**What the task asks:** In the data below, how many lines contain the string "ElementDataTool"? Give only the number.

Start of Record extracts

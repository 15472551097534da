//! Outline element rectangles on page screenshots

use crate::dom::element::Rect;
use crate::error::{InspectorError, Result};
use base64::Engine;
use image::{ImageOutputFormat, Rgba, RgbaImage};
use imageproc::drawing::draw_hollow_rect_mut;
use std::io::Cursor;

/// Default outline colour (opaque red)
pub const OUTLINE_COLOR: [u8; 4] = [255, 0, 0, 255];

const OUTLINE_WIDTH: i32 = 2;

/// Draw an outline around each rect on a PNG and return the re-encoded PNG.
///
/// Rects are in CSS pixels; `scale` converts them to image pixels (the
/// device pixel ratio of the capture).
pub fn outline_rects(png: &[u8], rects: &[Rect], scale: f64, color: [u8; 4]) -> Result<Vec<u8>> {
    let mut image: RgbaImage = image::load_from_memory(png)
        .map_err(|e| InspectorError::ScreenshotFailed(format!("Failed to decode screenshot: {}", e)))?
        .to_rgba8();

    for rect in rects.iter().filter(|r| r.is_visible() && r.is_finite()) {
        draw_outline(&mut image, rect, scale, Rgba(color));
    }

    encode_png(&image)
}

fn draw_outline(image: &mut RgbaImage, rect: &Rect, scale: f64, color: Rgba<u8>) {
    let left = (rect.left * scale).round() as i32;
    let top = (rect.top * scale).round() as i32;
    let width = (rect.width * scale).round() as i32;
    let height = (rect.height * scale).round() as i32;

    for inset in 0..OUTLINE_WIDTH {
        let w = width - 2 * inset;
        let h = height - 2 * inset;
        if w <= 0 || h <= 0 {
            break;
        }
        let outline = imageproc::rect::Rect::at(left + inset, top + inset).of_size(w as u32, h as u32);
        draw_hollow_rect_mut(image, outline, color);
    }
}

pub fn encode_png(image: &RgbaImage) -> Result<Vec<u8>> {
    let mut bytes = Vec::new();
    image
        .write_to(&mut Cursor::new(&mut bytes), ImageOutputFormat::Png)
        .map_err(|e| InspectorError::ScreenshotFailed(format!("Failed to encode screenshot: {}", e)))?;
    Ok(bytes)
}

pub fn to_base64(bytes: &[u8]) -> String {
    base64::engine::general_purpose::STANDARD.encode(bytes)
}

#[cfg(test)]
mod tests {
    use super::*;

    fn blank_png(width: u32, height: u32) -> Vec<u8> {
        let image = RgbaImage::from_pixel(width, height, Rgba([255, 255, 255, 255]));
        encode_png(&image).unwrap()
    }

    #[test]
    fn test_outline_rects() {
        let png = blank_png(100, 100);
        let rects = [Rect::new(10.0, 20.0, 30.0, 40.0)];

        let annotated = outline_rects(&png, &rects, 1.0, OUTLINE_COLOR).unwrap();
        let image = image::load_from_memory(&annotated).unwrap().to_rgba8();

        // left edge, top-left corner and inner ring
        assert_eq!(image.get_pixel(20, 10), &Rgba(OUTLINE_COLOR));
        assert_eq!(image.get_pixel(21, 30), &Rgba(OUTLINE_COLOR));
        // inside and outside the box stay untouched
        assert_eq!(image.get_pixel(35, 30), &Rgba([255, 255, 255, 255]));
        assert_eq!(image.get_pixel(80, 80), &Rgba([255, 255, 255, 255]));
    }

    #[test]
    fn test_outline_scaled() {
        let png = blank_png(100, 100);
        let rects = [Rect::new(5.0, 5.0, 10.0, 10.0)];

        let annotated = outline_rects(&png, &rects, 2.0, OUTLINE_COLOR).unwrap();
        let image = image::load_from_memory(&annotated).unwrap().to_rgba8();

        assert_eq!(image.get_pixel(10, 10), &Rgba(OUTLINE_COLOR));
        assert_eq!(image.get_pixel(5, 5), &Rgba([255, 255, 255, 255]));
    }

    #[test]
    fn test_invisible_rects_are_skipped() {
        let png = blank_png(20, 20);
        let rects = [Rect::default(), Rect::new(f64::NAN, 0.0, 5.0, 5.0)];

        let annotated = outline_rects(&png, &rects, 1.0, OUTLINE_COLOR).unwrap();
        let image = image::load_from_memory(&annotated).unwrap().to_rgba8();
        assert!(image.pixels().all(|p| *p == Rgba([255, 255, 255, 255])));
    }

    #[test]
    fn test_invalid_png() {
        let err = outline_rects(b"not a png", &[], 1.0, OUTLINE_COLOR).unwrap_err();
        assert!(matches!(err, InspectorError::ScreenshotFailed(_)));
    }

    #[test]
    fn test_to_base64() {
        assert_eq!(to_base64(b"hi"), "aGk=");
    }
}
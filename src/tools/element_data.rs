use crate::dom::{self, Document};
use crate::error::{InspectorError, Result};
use crate::tools::{Tool, ToolContext, ToolResult, to_data};
use schemars::JsonSchema;
use serde::{Deserialize, Serialize};

/// Parameters for the element_data tool
#[derive(Debug, Clone, Serialize, Deserialize, JsonSchema)]
pub struct ElementDataParams {
    /// CSS selector of the element(s) to describe
    pub selector: String,

    /// Describe every match in document order instead of the first one
    #[serde(default)]
    pub all: bool,
}

/// Describe elements by tag name, attributes and bounding rectangle
#[derive(Default)]
pub struct ElementDataTool;

impl Tool for ElementDataTool {
    type Params = ElementDataParams;

    fn name(&self) -> &str {
        "element_data"
    }

    fn execute_typed(&self, params: ElementDataParams, context: &mut ToolContext) -> Result<ToolResult> {
        let document = context.session.document()?;

        if !params.all {
            let data = dom::element_data(&document, params.selector.as_str())?;
            return Ok(ToolResult::success_with(to_data(self.name(), &data)?));
        }

        let root = document
            .query_selector(":root")?
            .ok_or_else(|| InspectorError::ElementNotFound(":root".to_string()))?;
        let matches = document.query_selector_all(&root, &params.selector)?;
        let data = dom::elements_data(&document, matches)?;

        Ok(ToolResult::success_with(serde_json::json!({
            "count": data.len(),
            "elements": to_data(self.name(), &data)?,
        })))
    }
}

End of Record extracts

**Answer box:** 2